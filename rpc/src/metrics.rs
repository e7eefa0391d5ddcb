//! Prometheus metrics for the airdrop gate.
//!
//! The [`GateMetrics`] struct owns a dedicated [`Registry`] that the
//! `/metrics` endpoint encodes into the Prometheus text exposition format.

use prometheus::{
    register_histogram_with_registry, register_int_counter_with_registry, Histogram,
    HistogramOpts, IntCounter, Opts, Registry, TextEncoder,
};

/// Central collection of all gate-level Prometheus metrics.
pub struct GateMetrics {
    /// The Prometheus registry that owns every metric below.
    pub registry: Registry,

    // ── Counters ────────────────────────────────────────────────────────
    /// Total number of eligibility evaluations requested.
    pub evaluations_total: IntCounter,
    /// Total number of eligible verdicts produced.
    pub verdicts_eligible: IntCounter,
    /// Total number of not-eligible verdicts produced.
    pub verdicts_ineligible: IntCounter,
    /// Total number of requests rejected for a malformed identity.
    pub validation_failures: IntCounter,
    /// Total number of evaluations that failed on a provider lookup.
    pub provider_failures: IntCounter,
    /// Total number of claims successfully submitted.
    pub claims_submitted: IntCounter,
    /// Total number of claim attempts refused (not eligible, already
    /// claimed) or failed.
    pub claims_rejected: IntCounter,

    // ── Histograms ──────────────────────────────────────────────────────
    /// End-to-end evaluation time, in milliseconds.
    pub evaluation_latency_ms: Histogram,
}

impl GateMetrics {
    /// Create a fresh set of metrics, all registered under a new
    /// [`Registry`].
    pub fn new() -> Self {
        let registry = Registry::new();

        let evaluations_total = register_int_counter_with_registry!(
            Opts::new(
                "airgate_evaluations_total",
                "Total eligibility evaluations requested"
            ),
            registry
        )
        .expect("failed to register evaluations_total counter");

        let verdicts_eligible = register_int_counter_with_registry!(
            Opts::new(
                "airgate_verdicts_eligible_total",
                "Total eligible verdicts produced"
            ),
            registry
        )
        .expect("failed to register verdicts_eligible counter");

        let verdicts_ineligible = register_int_counter_with_registry!(
            Opts::new(
                "airgate_verdicts_ineligible_total",
                "Total not-eligible verdicts produced"
            ),
            registry
        )
        .expect("failed to register verdicts_ineligible counter");

        let validation_failures = register_int_counter_with_registry!(
            Opts::new(
                "airgate_validation_failures_total",
                "Total requests rejected for a malformed identity"
            ),
            registry
        )
        .expect("failed to register validation_failures counter");

        let provider_failures = register_int_counter_with_registry!(
            Opts::new(
                "airgate_provider_failures_total",
                "Total evaluations that failed on a provider lookup"
            ),
            registry
        )
        .expect("failed to register provider_failures counter");

        let claims_submitted = register_int_counter_with_registry!(
            Opts::new(
                "airgate_claims_submitted_total",
                "Total claims successfully submitted"
            ),
            registry
        )
        .expect("failed to register claims_submitted counter");

        let claims_rejected = register_int_counter_with_registry!(
            Opts::new(
                "airgate_claims_rejected_total",
                "Total claim attempts refused or failed"
            ),
            registry
        )
        .expect("failed to register claims_rejected counter");

        let evaluation_latency_ms = register_histogram_with_registry!(
            HistogramOpts::new(
                "airgate_evaluation_latency_ms",
                "End-to-end evaluation time in milliseconds"
            )
            .buckets(vec![5.0, 25.0, 100.0, 250.0, 500.0, 1000.0, 2500.0, 5000.0]),
            registry
        )
        .expect("failed to register evaluation_latency histogram");

        Self {
            registry,
            evaluations_total,
            verdicts_eligible,
            verdicts_ineligible,
            validation_failures,
            provider_failures,
            claims_submitted,
            claims_rejected,
            evaluation_latency_ms,
        }
    }

    /// Encode every registered metric in the text exposition format.
    pub fn encode(&self) -> Result<String, prometheus::Error> {
        let mut buffer = Vec::new();
        TextEncoder::new().encode(&self.registry.gather(), &mut buffer)?;
        Ok(String::from_utf8_lossy(&buffer).into_owned())
    }
}

impl Default for GateMetrics {
    fn default() -> Self {
        Self::new()
    }
}

#[cfg(test)]
mod tests {
    use super::*;

    #[test]
    fn counters_start_at_zero_and_increment() {
        let metrics = GateMetrics::new();
        assert_eq!(metrics.evaluations_total.get(), 0);
        metrics.evaluations_total.inc();
        assert_eq!(metrics.evaluations_total.get(), 1);
    }

    #[test]
    fn encode_includes_metric_names() {
        let metrics = GateMetrics::new();
        metrics.evaluations_total.inc();
        let text = metrics.encode().unwrap();
        assert!(text.contains("airgate_evaluations_total"));
        assert!(text.contains("airgate_evaluation_latency_ms"));
    }
}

DIRECTIONS FOR THIS TASK: Set down exactly the line with "evaluation time in" and each line after it up to the end of the records, adding nothing.

WORKED SOLUTION:
                "End-to-end evaluation time in milliseconds"
            )
            .buckets(vec![5.0, 25.0, 100.0, 250.0, 500.0, 1000.0, 2500.0, 5000.0]),
            registry
        )
        .expect("failed to register evaluation_latency histogram");

        Self {
            registry,
            evaluations_total,
            verdicts_eligible,
            verdicts_ineligible,
            validation_failures,
            provider_failures,
            claims_submitted,
            claims_rejected,
            evaluation_latency_ms,
        }
    }

    /// Encode every registered metric in the text exposition format.
    pub fn encode(&self) -> Result<String, prometheus::Error> {
        let mut buffer = Vec::new();
        TextEncoder::new().encode(&self.registry.gather(), &mut buffer)?;
        Ok(String::from_utf8_lossy(&buffer).into_owned())
    }
}

impl Default for GateMetrics {
    fn default() -> Self {
        Self::new()
    }
}

#[cfg(test)]
mod tests {
    use super::*;

    #[test]
    fn counters_start_at_zero_and_increment() {
        let metrics = GateMetrics::new();
        assert_eq!(metrics.evaluations_total.get(), 0);
        metrics.evaluations_total.inc();
        assert_eq!(metrics.evaluations_total.get(), 1);
    }

    #[test]
    fn encode_includes_metric_names() {
        let metrics = GateMetrics::new();
        metrics.evaluations_total.inc();
        let text = metrics.encode().unwrap();
        assert!(text.contains("airgate_evaluations_total"));
        assert!(text.contains("airgate_evaluation_latency_ms"));
    }
}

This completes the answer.